2. LITERATURE REVIEW

2.1. The Structure of Nigeria’s Non-oil Sector

The non-oil sector is comprised of economic activities that are outside the petroleum industry. The engine of the non-oil sector is the real sector where goods are services are produced through the combined utilization of raw materials and other production factors such as labour, land and capital. It therefore forms the main driving force for an economy and it is the engine of economic growth and development. The non-oil sector includes but not limited to agriculture, mining and quarrying, manufacturing, construction, trade, transportation and services. The services subsector is an aggregation of several mini sectors such as financial, telecommunication, health, education, tourism and real estate. Figure 1 presents the structure of the non-oil sector in relation to their contribution to GDP; the Figure shows that the services subsector leads in its contribution to economic activities, this is followed by agriculture.
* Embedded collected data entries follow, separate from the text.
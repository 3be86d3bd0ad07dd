use serde::{Deserialize, Serialize};

use crate::error::ConfigError;

/// Upper bound on the number of trees a forest will build.
pub const MAX_TREES: usize = 64;
/// Upper bound (exclusive) on branching passes. Each pass triples the
/// number of tips, so this keeps a tree under a few thousand branches.
pub const MAX_ITERATIONS: usize = 7;

/// Per-tree leaf behaviour, adjustable while the forest is running.
///
/// These are the knobs the "season" controls turn: fast color aging,
/// accelerated leaf drop and suppressed spawning.
#[derive(Clone, Copy, Debug, PartialEq, Serialize, Deserialize)]
#[serde(default)]
pub struct TreeParams {
    /// Per-frame probability that a shown leaf advances its compost counter.
    pub color_change_speed: f32,
    /// Per-frame probability that an attached leaf detaches.
    pub drop_leaf_rate: f32,
    /// Per-frame probability that a bare, grown tip sprouts a leaf.
    pub leaf_spawn_rate: f32,
}

impl Default for TreeParams {
    fn default() -> Self {
        Self {
            color_change_speed: 0.05,
            drop_leaf_rate: 0.00005,
            leaf_spawn_rate: 1.0,
        }
    }
}

impl TreeParams {
    pub fn validate(&self) -> Result<(), ConfigError> {
        check_probability("color_change_speed", self.color_change_speed)?;
        check_probability("drop_leaf_rate", self.drop_leaf_rate)?;
        check_probability("leaf_spawn_rate", self.leaf_spawn_rate)
    }
}

/// Global configuration for a [`crate::forest::Forest`].
#[derive(Clone, Copy, Debug, PartialEq, Serialize, Deserialize)]
#[serde(default)]
pub struct Config {
    pub tree_count: usize,
    /// Canvas width; trees are spread evenly across it.
    pub width: f32,
    /// Canvas y coordinate of the ground. Trunks stand on it and falling
    /// leaves stop at it (y grows downward).
    pub ground_height: f32,
    pub trunk_length_min: f32,
    pub trunk_length_max: f32,
    /// Inclusive lower bound on branching passes.
    pub min_iterations: usize,
    /// Exclusive upper bound on branching passes.
    pub max_iterations: usize,
    /// Growth counter advance per frame, in radians of the easing curve.
    pub growth_rate: f32,
    /// Frame number to noise time conversion.
    pub noise_time_scale: f32,
    pub noise_seed: u32,
    pub tree: TreeParams,
}

impl Default for Config {
    fn default() -> Self {
        Self {
            tree_count: 2,
            width: 1200.0,
            ground_height: 800.0,
            trunk_length_min: 100.0,
            trunk_length_max: 200.0,
            min_iterations: 3,
            max_iterations: 6,
            growth_rate: 0.05,
            noise_time_scale: 0.01,
            noise_seed: 0,
            tree: TreeParams::default(),
        }
    }
}

impl Config {
    /// Parses a JSON document into a validated config.
    ///
    /// Missing fields take their default values.
    pub fn from_json_str(input: &str) -> Result<Self, ConfigError> {
        let cfg: Config = serde_json::from_str(input)?;
        cfg.validate()?;
        Ok(cfg)
    }

    pub fn validate(&self) -> Result<(), ConfigError> {
        if self.tree_count == 0 || self.tree_count > MAX_TREES {
            return Err(ConfigError::InvalidTreeCount {
                input: self.tree_count.to_string(),
                max: MAX_TREES,
            });
        }
        check_positive("width", self.width)?;
        check_positive("ground_height", self.ground_height)?;
        check_positive("trunk_length_min", self.trunk_length_min)?;
        check_positive("trunk_length_max", self.trunk_length_max)?;
        check_positive("growth_rate", self.growth_rate)?;
        check_positive("noise_time_scale", self.noise_time_scale)?;
        if self.trunk_length_min >= self.trunk_length_max {
            return Err(ConfigError::InvalidRange {
                name: "trunk_length",
                min: self.trunk_length_min,
                max: self.trunk_length_max,
            });
        }
        if self.min_iterations >= self.max_iterations || self.max_iterations > MAX_ITERATIONS {
            return Err(ConfigError::InvalidRange {
                name: "iterations",
                min: self.min_iterations as f32,
                max: self.max_iterations as f32,
            });
        }
        self.tree.validate()
    }

    /// Parses a user-supplied tree count.
    ///
    /// Leading and trailing whitespace is ignored. Anything that is not an
    /// integer in `1..=MAX_TREES` is rejected.
    pub fn parse_tree_count(input: &str) -> Result<usize, ConfigError> {
        let invalid = || ConfigError::InvalidTreeCount {
            input: input.to_owned(),
            max: MAX_TREES,
        };
        let count: usize = input.trim().parse().map_err(|_| invalid())?;
        if count == 0 || count > MAX_TREES {
            return Err(invalid());
        }
        Ok(count)
    }
}

fn check_probability(name: &'static str, value: f32) -> Result<(), ConfigError> {
    if (0.0..=1.0).contains(&value) {
        Ok(())
    } else {
        Err(ConfigError::InvalidProbability { name, value })
    }
}

fn check_positive(name: &'static str, value: f32) -> Result<(), ConfigError> {
    if value.is_finite() && value > 0.0 {
        Ok(())
    } else {
        Err(ConfigError::InvalidDimension { name, value })
    }
}

#[cfg(test)]
mod tests {
    use super::*;

    #[test]
    fn default_config_is_valid() {
        assert!(Config::default().validate().is_ok());
    }

    #[test]
    fn json_fills_missing_fields_with_defaults() {
        let cfg = Config::from_json_str(r#"{ "tree_count": 5, "tree": { "drop_leaf_rate": 0.5 } }"#)
            .unwrap();

        assert_eq!(cfg.tree_count, 5);
        assert_eq!(cfg.tree.drop_leaf_rate, 0.5);
        assert_eq!(cfg.tree.leaf_spawn_rate, TreeParams::default().leaf_spawn_rate);
        assert_eq!(cfg.width, Config::default().width);
    }

    #[test]
    fn json_with_bad_probability_is_rejected() {
        let err = Config::from_json_str(r#"{ "tree": { "leaf_spawn_rate": 3.0 } }"#).unwrap_err();
        assert!(matches!(
            err,
            ConfigError::InvalidProbability {
                name: "leaf_spawn_rate",
                ..
            }
        ));
    }

    #[test]
    fn malformed_json_is_a_parse_error() {
        let err = Config::from_json_str("{ tree_count: ").unwrap_err();
        assert!(matches!(err, ConfigError::Parse(_)));
    }

    #[test]
    fn inverted_ranges_are_rejected() {
        let mut cfg = Config::default();
        cfg.min_iterations = 6;
        cfg.max_iterations = 3;
        assert!(matches!(
            cfg.validate(),
            Err(ConfigError::InvalidRange {
                name: "iterations",
                ..
            })
        ));

        let mut cfg = Config::default();
        cfg.trunk_length_max = cfg.trunk_length_min;
        assert!(cfg.validate().is_err());
    }

    #[test]
    fn runaway_iteration_counts_are_rejected() {
        let err = Config::from_json_str(r#"{ "min_iterations": 25, "max_iterations": 26 }"#)
            .unwrap_err();
        assert!(matches!(
            err,
            ConfigError::InvalidRange {
                name: "iterations",
                ..
            }
        ));

        let mut cfg = Config::default();
        cfg.max_iterations = MAX_ITERATIONS;
        assert!(cfg.validate().is_ok());
        cfg.max_iterations = MAX_ITERATIONS + 1;
        assert!(cfg.validate().is_err());
    }

    #[test]
    fn parse_tree_count_accepts_padded_integers() {
        assert_eq!(Config::parse_tree_count(" 7 ").unwrap(), 7);
    }

    #[test]
    fn parse_tree_count_rejects_garbage_zero_and_overflow() {
        assert!(Config::parse_tree_count("three").is_err());
        assert!(Config::parse_tree_count("").is_err());
        assert!(Config::parse_tree_count("0").is_err());
        assert!(Config::parse_tree_count("-2").is_err());
        assert!(Config::parse_tree_count(&(MAX_TREES + 1).to_string()).is_err());
    }
}
//! A single swaying segment of a tree skeleton.

use std::f32::consts::{FRAC_PI_2, FRAC_PI_3, FRAC_PI_4, FRAC_PI_6, FRAC_PI_8};

use glam::Vec2;
use rand::Rng;
use tracing::warn;

use crate::{
    draw::{DrawPrimitive, Rgba},
    noise_field::NoiseField,
    types::BranchId,
    wind::{LOCAL_WIND_STRENGTH, WindSource},
};

/// Mass ratio between a child branch and its parent.
pub const CHILD_MASS_RATIO: f32 = 0.8;
/// Spring constant pulling displacement back to rest.
pub const SPRING_CONSTANT: f32 = -0.001;
/// Cap on how far a branch tip may sway from rest.
pub const MAX_DISPLACEMENT: f32 = 10.0;
/// Stroke width of a branch with mass 1.
const BASE_STROKE_WIDTH: f32 = 15.0;

/// How one child is derived from its parent: rotate the parent direction
/// by `angle` and scale it by `length_scale`.
#[derive(Clone, Copy, Debug, PartialEq)]
pub struct BranchRule {
    pub angle: f32,
    pub length_scale: f32,
}

impl BranchRule {
    /// The three rules every branch carries: a long child on each side and
    /// a shorter one roughly straight ahead.
    fn random_set(rng: &mut impl Rng) -> [BranchRule; 3] {
        [
            BranchRule {
                angle: rng.random_range(FRAC_PI_8..FRAC_PI_4),
                length_scale: rng.random_range(0.6..0.8),
            },
            BranchRule {
                angle: -rng.random_range(FRAC_PI_8..FRAC_PI_4),
                length_scale: rng.random_range(0.6..0.8),
            },
            BranchRule {
                angle: rng.random_range(-FRAC_PI_6..FRAC_PI_6),
                length_scale: rng.random_range(0.4..0.6),
            },
        ]
    }
}

#[derive(Clone, Debug)]
pub struct Branch {
    pub begin: Vec2,
    pub end: Vec2,
    pub parent: Option<BranchId>,
    pub mass: f32,

    pub growth: f32,
    pub growth_rate: f32,
    pub limit: f32,
    pub growing: bool,

    pub displacement: Vec2,
    pub velocity: Vec2,
    pub acceleration: Vec2,
    pub current_end: Vec2,
    /// Where the tip is this frame; children and leaves attach here.
    pub real_end: Vec2,

    /// Set once this branch has produced its children.
    pub finished: bool,
    /// Set while a leaf hangs from the tip.
    pub has_leaf: bool,

    pub rules: [BranchRule; 3],
    pub wind: WindSource,
    pub max_displacement: f32,
}

impl Branch {
    pub fn new_root(begin: Vec2, end: Vec2, growth_rate: f32, rng: &mut impl Rng) -> Self {
        Self::new(begin, end, None, 1.0, growth_rate, rng)
    }

    pub fn new_child(
        begin: Vec2,
        end: Vec2,
        parent: BranchId,
        mass: f32,
        growth_rate: f32,
        rng: &mut impl Rng,
    ) -> Self {
        Self::new(begin, end, Some(parent), mass, growth_rate, rng)
    }

    fn new(
        begin: Vec2,
        end: Vec2,
        parent: Option<BranchId>,
        mass: f32,
        growth_rate: f32,
        rng: &mut impl Rng,
    ) -> Self {
        Self {
            begin,
            end,
            parent,
            mass,
            growth: 0.0,
            growth_rate,
            limit: rng.random_range(FRAC_PI_3..FRAC_PI_2),
            growing: true,
            displacement: Vec2::ZERO,
            velocity: Vec2::ZERO,
            acceleration: Vec2::ZERO,
            current_end: begin,
            real_end: begin,
            finished: false,
            has_leaf: false,
            rules: BranchRule::random_set(rng),
            wind: WindSource::random(rng),
            max_displacement: MAX_DISPLACEMENT,
        }
    }

    /// Target vector from `begin` to `end`. Its length never changes.
    #[inline]
    pub fn reach(&self) -> Vec2 {
        self.end - self.begin
    }

    #[inline]
    pub fn stroke_width(&self) -> f32 {
        self.mass.powi(3) * BASE_STROKE_WIDTH
    }

    /// Eased share of the reach currently revealed, before the outer sine.
    ///
    /// While growing this is `1 + sin(growth - π/2)`, an ease-in from 0.
    /// Once grown it is `sin(growth)`, constant since growth has stopped.
    pub fn revealed_fraction(&self) -> f32 {
        if self.growing {
            1.0 + (self.growth - FRAC_PI_2).sin()
        } else {
            self.growth.sin()
        }
    }

    /// Advances the growth animation and emits this branch's line.
    ///
    /// `anchor` is the parent's `real_end` for this frame, or `begin` for
    /// the root; a growing child is laid out from there so it follows the
    /// parent's sway.
    pub fn grow(&mut self, anchor: Vec2, out: &mut Vec<DrawPrimitive>) {
        if self.growth <= self.limit {
            self.growth += self.growth_rate;
            self.current_end = anchor + self.reach() * self.revealed_fraction().sin();
        } else {
            self.growing = false;
        }

        self.real_end = self.current_end + self.displacement;
        out.push(DrawPrimitive::Line {
            from: anchor,
            to: self.real_end,
            stroke_width: self.stroke_width(),
            color: Rgba::WHITE,
        });
    }

    /// Integrates one step of wind-driven spring motion.
    ///
    /// The spring is deliberately under-damped so the branch keeps swaying.
    pub fn physics(&mut self, global_wind: Vec2, t: f32, field: &impl NoiseField) {
        let wind = global_wind + self.wind.sample(t, field, LOCAL_WIND_STRENGTH);

        self.acceleration = wind / self.mass;
        self.velocity += self.acceleration + self.displacement * SPRING_CONSTANT;
        self.displacement += self.velocity;
        self.displacement = self.displacement.clamp_length_max(self.max_displacement);

        if !self.displacement.is_finite() || !self.velocity.is_finite() {
            warn!(
                displacement = ?self.displacement,
                velocity = ?self.velocity,
                "non-finite branch motion, resetting to rest"
            );
            self.settle();
        }

        self.current_end = self.begin + self.reach();
        self.real_end = self.current_end + self.displacement;
    }

    /// Drops all motion state.
    pub fn settle(&mut self) {
        self.displacement = Vec2::ZERO;
        self.velocity = Vec2::ZERO;
        self.acceleration = Vec2::ZERO;
    }

    /// Creates the three children described by [`Branch::rules`], each
    /// rooted at this branch's `end`.
    ///
    /// `id` is this branch's own index in the arena, recorded as the
    /// children's parent.
    pub fn branch_out(&self, id: BranchId, rng: &mut impl Rng) -> [Branch; 3] {
        let reach = self.reach();
        let mass = self.mass * CHILD_MASS_RATIO;
        self.rules.map(|rule| {
            let dir = Vec2::from_angle(rule.angle).rotate(reach) * rule.length_scale;
            Branch::new_child(self.end, self.end + dir, id, mass, self.growth_rate, rng)
        })
    }
}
Manufacturing accounts for 8 percent of economic activities in the non-oil sector. The solid mineral contributes just 0.1 percent which is a clean manifestation that the varieties of solid material in Nigeria which are in commercial quantity are grossly underexploited. The contribution of the non-oil sector to exports over time has been very low. Figure 2 reveals that the non-oil sector made an average contribution of 5.47 percent to the total export volume between 1981 and 2018. The non-oil exports have increased from 3.9 percent to 7.1 percent which is a remarkable improvement, but more needs to be done. The diversity and varieties of solid minerals and natural resources remained grossly unexplored though this sector has the capacity to greatly increase the country’s output and put it among the league of leading exporting nations in the African continent and the world. This will also increase the country’s foreign reserves and mitigate exchange management issues. 

Figure-1. Non-Oil Sector Contribution to GDP.

Source: Central Bank Nigeria (2018).

Figure-2. Percentage oil and non-oil exports.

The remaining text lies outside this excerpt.